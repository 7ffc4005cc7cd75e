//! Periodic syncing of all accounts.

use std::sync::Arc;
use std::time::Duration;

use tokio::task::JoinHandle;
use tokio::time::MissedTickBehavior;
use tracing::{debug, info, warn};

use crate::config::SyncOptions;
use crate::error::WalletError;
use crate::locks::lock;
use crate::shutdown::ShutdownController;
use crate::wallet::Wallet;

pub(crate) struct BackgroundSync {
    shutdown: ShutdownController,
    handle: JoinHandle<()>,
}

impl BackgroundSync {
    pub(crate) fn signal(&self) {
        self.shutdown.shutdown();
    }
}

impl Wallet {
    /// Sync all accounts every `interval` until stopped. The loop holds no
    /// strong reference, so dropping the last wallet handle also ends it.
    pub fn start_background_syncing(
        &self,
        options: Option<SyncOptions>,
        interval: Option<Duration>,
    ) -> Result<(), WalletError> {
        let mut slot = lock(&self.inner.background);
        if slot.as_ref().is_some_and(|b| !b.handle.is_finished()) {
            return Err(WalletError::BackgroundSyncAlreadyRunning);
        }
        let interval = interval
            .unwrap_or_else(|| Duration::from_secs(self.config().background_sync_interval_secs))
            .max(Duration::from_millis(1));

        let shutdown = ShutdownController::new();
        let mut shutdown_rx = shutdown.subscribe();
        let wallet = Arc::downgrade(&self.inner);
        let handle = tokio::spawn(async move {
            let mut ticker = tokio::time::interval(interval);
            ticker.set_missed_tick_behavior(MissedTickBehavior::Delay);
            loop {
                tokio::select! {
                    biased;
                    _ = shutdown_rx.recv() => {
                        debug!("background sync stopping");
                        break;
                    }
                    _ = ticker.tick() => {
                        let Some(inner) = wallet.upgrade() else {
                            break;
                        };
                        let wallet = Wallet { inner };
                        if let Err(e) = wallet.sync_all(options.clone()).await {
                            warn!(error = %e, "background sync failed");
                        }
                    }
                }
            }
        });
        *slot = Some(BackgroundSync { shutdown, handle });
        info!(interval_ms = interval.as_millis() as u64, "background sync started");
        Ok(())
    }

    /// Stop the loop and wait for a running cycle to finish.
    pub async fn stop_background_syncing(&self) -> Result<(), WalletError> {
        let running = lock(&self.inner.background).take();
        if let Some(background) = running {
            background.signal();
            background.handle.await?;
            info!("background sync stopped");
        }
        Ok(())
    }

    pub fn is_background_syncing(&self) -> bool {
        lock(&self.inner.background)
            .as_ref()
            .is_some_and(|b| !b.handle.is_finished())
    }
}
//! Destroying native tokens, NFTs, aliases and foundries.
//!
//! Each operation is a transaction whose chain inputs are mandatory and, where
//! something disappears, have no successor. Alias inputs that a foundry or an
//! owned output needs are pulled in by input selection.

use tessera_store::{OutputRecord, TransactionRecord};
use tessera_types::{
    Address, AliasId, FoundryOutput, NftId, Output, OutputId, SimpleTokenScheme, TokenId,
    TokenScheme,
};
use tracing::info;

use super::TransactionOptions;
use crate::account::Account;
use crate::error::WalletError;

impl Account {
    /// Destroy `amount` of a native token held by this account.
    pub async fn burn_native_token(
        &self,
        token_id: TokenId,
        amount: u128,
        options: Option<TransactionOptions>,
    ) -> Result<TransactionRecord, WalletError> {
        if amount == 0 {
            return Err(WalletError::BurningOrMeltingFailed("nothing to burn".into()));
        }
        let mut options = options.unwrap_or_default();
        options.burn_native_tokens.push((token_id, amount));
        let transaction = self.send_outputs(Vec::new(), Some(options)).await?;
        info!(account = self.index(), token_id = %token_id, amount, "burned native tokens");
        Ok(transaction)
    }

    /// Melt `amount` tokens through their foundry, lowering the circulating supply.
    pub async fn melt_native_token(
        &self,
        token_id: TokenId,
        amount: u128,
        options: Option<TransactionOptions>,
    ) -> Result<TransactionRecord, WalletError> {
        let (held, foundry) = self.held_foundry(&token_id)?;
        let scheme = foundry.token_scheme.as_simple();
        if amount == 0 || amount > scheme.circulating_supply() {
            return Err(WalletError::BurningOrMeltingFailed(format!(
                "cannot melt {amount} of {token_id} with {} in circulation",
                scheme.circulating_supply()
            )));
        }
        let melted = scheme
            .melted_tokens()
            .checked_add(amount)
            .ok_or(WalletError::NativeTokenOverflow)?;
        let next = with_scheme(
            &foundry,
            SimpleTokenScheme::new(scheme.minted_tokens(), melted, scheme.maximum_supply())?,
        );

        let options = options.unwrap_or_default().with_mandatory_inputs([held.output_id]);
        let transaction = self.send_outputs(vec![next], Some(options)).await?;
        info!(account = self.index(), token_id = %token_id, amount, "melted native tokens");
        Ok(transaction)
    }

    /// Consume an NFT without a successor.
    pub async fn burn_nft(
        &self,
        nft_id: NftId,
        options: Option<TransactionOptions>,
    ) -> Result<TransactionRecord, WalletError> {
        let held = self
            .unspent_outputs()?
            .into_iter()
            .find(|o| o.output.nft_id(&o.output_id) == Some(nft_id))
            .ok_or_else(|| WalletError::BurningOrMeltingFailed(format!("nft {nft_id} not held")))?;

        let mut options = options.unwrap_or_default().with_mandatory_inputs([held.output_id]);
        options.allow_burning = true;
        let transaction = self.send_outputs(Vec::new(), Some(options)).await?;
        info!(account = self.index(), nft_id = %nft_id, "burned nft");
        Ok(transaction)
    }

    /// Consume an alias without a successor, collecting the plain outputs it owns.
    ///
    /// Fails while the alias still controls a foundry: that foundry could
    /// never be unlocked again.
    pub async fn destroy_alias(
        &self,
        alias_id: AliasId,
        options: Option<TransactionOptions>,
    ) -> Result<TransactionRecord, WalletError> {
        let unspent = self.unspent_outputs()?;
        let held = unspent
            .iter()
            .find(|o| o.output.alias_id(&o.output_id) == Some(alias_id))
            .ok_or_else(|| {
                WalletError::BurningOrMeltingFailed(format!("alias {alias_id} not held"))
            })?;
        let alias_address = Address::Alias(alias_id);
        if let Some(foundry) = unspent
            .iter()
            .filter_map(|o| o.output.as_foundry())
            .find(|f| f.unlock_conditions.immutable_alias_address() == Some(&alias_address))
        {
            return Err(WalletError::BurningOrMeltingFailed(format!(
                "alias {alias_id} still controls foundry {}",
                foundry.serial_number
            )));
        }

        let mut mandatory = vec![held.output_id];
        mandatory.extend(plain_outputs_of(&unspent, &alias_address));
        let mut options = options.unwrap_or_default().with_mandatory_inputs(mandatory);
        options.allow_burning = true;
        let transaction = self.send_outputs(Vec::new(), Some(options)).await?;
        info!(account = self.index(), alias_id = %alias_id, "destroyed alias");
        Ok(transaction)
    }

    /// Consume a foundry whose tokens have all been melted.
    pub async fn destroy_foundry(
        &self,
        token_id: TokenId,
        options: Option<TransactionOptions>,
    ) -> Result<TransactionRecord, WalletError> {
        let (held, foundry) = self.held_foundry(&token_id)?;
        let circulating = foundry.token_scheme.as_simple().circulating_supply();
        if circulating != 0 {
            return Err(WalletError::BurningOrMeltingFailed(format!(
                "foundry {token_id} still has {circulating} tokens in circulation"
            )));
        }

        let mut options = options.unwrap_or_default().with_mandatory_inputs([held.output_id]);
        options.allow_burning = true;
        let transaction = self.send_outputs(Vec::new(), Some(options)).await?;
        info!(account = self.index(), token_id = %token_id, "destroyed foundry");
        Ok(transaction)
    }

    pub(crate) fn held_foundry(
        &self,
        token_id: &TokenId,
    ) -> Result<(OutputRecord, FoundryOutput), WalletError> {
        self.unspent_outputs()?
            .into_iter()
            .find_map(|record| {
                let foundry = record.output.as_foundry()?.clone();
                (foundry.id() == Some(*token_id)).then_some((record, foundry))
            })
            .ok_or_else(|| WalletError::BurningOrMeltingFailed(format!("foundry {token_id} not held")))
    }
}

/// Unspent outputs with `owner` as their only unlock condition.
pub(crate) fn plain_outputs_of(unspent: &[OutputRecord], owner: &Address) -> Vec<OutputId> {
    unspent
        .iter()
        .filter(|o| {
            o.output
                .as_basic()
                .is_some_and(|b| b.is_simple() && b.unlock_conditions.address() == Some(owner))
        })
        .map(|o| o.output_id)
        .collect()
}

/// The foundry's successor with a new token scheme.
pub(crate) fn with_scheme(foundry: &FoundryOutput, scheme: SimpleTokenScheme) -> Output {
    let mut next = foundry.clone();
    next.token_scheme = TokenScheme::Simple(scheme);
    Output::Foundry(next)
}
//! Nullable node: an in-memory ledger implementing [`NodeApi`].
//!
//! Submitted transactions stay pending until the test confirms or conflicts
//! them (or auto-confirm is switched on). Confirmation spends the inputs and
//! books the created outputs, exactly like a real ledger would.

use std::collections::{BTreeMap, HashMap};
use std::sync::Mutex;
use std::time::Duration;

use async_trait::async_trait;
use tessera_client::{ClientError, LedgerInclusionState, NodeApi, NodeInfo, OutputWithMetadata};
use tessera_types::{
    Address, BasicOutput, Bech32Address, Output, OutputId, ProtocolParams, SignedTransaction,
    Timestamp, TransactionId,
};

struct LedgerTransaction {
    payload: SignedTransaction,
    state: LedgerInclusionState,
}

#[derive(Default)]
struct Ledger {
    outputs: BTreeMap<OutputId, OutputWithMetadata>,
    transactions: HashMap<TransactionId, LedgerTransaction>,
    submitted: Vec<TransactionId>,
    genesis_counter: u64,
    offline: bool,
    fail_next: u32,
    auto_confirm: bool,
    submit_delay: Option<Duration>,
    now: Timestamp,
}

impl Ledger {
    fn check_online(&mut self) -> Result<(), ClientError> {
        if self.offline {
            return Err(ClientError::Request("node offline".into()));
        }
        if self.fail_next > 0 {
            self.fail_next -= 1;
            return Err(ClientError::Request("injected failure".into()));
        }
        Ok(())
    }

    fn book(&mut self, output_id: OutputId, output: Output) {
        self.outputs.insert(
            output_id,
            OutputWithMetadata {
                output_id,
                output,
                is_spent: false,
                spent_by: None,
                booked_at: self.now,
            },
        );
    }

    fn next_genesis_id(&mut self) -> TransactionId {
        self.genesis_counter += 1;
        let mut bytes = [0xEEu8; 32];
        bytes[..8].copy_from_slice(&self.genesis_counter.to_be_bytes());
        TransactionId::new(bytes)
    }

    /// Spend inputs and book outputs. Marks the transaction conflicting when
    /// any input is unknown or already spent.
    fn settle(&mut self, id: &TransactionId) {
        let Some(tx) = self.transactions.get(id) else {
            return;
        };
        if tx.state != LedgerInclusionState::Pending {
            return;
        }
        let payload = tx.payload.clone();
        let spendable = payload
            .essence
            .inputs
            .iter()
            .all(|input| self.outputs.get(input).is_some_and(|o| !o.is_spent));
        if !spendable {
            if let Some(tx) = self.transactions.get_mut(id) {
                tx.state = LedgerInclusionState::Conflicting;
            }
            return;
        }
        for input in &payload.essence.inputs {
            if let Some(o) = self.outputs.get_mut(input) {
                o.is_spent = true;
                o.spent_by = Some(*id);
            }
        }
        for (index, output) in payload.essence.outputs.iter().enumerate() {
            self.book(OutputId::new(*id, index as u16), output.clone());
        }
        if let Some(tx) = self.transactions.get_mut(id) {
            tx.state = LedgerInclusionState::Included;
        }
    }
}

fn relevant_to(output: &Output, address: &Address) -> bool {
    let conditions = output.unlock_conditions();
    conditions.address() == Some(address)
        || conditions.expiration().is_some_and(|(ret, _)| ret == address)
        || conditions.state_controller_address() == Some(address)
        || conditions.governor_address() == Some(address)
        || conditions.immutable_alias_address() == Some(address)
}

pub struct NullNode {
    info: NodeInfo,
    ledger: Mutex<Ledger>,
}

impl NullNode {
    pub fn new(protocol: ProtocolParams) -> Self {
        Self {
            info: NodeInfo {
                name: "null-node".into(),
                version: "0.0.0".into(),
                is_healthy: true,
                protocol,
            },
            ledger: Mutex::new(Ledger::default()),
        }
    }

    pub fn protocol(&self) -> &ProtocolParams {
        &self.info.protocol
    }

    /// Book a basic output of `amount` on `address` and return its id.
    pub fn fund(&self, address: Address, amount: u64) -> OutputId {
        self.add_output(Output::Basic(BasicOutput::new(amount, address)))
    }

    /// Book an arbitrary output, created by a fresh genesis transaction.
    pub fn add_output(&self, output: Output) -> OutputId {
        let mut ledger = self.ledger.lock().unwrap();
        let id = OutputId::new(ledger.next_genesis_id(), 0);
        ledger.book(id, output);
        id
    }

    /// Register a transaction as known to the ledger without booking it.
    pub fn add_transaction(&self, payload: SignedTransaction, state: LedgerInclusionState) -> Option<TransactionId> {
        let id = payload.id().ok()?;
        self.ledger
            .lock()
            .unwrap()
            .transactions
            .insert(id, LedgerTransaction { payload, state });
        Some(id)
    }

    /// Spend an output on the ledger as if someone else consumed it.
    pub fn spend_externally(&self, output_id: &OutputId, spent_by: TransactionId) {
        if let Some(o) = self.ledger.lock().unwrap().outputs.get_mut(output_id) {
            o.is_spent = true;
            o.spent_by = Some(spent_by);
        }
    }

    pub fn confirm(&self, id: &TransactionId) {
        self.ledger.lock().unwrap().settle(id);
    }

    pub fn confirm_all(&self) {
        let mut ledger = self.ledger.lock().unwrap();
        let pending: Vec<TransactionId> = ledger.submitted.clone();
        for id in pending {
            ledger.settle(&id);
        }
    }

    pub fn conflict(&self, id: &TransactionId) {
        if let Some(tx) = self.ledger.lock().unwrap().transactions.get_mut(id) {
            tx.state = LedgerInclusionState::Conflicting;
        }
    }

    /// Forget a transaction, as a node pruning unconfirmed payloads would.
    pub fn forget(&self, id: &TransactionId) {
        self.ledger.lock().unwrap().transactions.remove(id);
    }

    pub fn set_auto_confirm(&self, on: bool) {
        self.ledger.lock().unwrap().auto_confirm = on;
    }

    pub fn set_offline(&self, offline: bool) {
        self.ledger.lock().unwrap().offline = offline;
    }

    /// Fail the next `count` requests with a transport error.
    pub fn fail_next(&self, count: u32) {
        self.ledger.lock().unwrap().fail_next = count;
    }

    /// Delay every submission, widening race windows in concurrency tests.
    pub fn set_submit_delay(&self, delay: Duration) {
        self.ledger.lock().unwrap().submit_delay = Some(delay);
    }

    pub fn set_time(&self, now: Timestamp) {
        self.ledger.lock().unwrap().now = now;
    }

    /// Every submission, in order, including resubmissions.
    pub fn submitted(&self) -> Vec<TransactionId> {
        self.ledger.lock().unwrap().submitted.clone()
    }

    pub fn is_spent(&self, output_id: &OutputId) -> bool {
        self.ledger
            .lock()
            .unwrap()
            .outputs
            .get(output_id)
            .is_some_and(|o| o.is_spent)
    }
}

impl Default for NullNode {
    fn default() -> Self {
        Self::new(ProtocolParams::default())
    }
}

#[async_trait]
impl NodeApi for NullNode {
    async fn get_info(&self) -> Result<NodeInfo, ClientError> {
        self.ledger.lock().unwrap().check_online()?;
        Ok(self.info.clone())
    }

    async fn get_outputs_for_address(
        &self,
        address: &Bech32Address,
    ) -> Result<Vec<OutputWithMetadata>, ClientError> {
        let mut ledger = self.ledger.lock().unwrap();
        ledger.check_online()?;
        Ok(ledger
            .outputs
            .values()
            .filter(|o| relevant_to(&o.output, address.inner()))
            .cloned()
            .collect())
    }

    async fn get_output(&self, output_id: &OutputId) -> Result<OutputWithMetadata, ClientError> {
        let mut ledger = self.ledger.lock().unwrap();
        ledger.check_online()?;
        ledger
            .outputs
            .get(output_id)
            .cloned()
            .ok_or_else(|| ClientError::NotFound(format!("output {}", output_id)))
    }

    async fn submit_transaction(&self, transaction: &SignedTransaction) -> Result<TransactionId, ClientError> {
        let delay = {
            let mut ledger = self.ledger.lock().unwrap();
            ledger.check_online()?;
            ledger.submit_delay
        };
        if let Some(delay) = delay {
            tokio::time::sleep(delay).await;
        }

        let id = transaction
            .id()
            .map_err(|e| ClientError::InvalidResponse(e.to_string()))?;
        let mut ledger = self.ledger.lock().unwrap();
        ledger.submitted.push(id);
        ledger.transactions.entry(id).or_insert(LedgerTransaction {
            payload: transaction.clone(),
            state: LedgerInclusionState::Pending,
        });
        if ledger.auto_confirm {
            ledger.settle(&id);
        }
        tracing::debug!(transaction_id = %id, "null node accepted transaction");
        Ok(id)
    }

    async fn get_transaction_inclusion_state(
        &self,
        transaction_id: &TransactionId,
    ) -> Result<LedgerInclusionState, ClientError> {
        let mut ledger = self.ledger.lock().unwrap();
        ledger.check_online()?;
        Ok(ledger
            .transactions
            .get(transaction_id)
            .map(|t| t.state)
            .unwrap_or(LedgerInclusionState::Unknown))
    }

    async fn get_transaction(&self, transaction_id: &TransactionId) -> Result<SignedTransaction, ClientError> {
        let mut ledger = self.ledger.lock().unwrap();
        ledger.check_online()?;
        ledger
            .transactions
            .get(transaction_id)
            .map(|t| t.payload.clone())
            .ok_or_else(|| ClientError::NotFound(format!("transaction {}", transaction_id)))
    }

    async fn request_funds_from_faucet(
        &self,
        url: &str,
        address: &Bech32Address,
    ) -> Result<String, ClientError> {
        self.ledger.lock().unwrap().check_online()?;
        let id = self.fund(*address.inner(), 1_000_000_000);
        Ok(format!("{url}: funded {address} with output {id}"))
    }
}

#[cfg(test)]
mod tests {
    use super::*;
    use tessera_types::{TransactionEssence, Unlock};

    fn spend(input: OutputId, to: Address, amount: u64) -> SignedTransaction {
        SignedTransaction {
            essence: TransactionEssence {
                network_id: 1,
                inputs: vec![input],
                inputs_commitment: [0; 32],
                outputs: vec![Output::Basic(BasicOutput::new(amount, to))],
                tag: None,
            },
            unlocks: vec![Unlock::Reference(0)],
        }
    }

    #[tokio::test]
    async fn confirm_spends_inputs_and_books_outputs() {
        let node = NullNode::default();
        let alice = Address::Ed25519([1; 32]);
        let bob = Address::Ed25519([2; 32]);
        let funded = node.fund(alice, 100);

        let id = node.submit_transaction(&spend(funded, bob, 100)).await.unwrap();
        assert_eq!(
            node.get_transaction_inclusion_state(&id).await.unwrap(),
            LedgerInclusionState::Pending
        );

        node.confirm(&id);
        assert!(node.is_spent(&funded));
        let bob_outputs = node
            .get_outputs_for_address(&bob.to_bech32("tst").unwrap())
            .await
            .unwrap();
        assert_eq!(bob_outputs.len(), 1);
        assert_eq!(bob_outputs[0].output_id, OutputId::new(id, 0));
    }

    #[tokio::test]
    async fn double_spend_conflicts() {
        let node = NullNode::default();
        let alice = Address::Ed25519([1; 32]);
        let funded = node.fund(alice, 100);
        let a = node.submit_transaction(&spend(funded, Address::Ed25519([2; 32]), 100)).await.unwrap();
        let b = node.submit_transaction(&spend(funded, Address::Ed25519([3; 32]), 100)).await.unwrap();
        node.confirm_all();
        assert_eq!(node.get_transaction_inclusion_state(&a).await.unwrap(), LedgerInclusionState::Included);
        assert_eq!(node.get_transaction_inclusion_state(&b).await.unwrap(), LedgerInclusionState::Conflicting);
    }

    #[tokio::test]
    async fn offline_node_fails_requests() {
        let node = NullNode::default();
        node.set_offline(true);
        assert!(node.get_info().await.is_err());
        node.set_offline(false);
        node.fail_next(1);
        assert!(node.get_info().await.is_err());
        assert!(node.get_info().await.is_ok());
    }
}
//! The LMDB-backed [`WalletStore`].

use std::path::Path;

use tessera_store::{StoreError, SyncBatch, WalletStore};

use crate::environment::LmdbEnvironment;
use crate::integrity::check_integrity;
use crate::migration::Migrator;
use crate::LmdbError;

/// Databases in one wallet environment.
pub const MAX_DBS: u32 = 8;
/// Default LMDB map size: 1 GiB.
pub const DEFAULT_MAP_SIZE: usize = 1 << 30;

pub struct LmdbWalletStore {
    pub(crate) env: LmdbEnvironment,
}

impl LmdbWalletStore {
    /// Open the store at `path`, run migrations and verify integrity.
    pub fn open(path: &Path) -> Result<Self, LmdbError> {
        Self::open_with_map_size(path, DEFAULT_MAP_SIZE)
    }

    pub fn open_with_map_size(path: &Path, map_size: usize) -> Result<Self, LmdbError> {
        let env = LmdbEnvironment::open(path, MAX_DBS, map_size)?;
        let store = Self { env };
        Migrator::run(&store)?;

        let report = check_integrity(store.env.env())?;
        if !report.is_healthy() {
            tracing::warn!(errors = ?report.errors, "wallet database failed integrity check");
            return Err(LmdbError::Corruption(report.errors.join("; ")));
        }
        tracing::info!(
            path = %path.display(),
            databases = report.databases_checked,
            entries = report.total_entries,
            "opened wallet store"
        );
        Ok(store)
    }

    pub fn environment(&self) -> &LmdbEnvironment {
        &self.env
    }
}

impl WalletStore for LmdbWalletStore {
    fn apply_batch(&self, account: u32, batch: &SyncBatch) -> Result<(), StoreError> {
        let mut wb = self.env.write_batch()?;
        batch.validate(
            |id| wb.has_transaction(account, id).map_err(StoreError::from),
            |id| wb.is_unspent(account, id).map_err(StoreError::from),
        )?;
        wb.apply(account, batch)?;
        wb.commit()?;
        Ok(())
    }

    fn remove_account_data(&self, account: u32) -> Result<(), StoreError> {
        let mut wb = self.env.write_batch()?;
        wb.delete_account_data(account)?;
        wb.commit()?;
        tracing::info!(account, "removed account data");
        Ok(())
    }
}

* _ACTION ITEM_
I'd like an exact copy of the lines above, from the very first one through the line that contains "use crate::shutdown::ShutdownController;", with nothing else added.

* _RESULT FOR THIS TASK_
repository 7ffc4005cc7cd75e
//! Periodic syncing of all accounts.

use std::sync::Arc;
use std::time::Duration;

use tokio::task::JoinHandle;
use tokio::time::MissedTickBehavior;
use tracing::{debug, info, warn};

use crate::config::SyncOptions;
use crate::error::WalletError;
use crate::locks::lock;
use crate::shutdown::ShutdownController;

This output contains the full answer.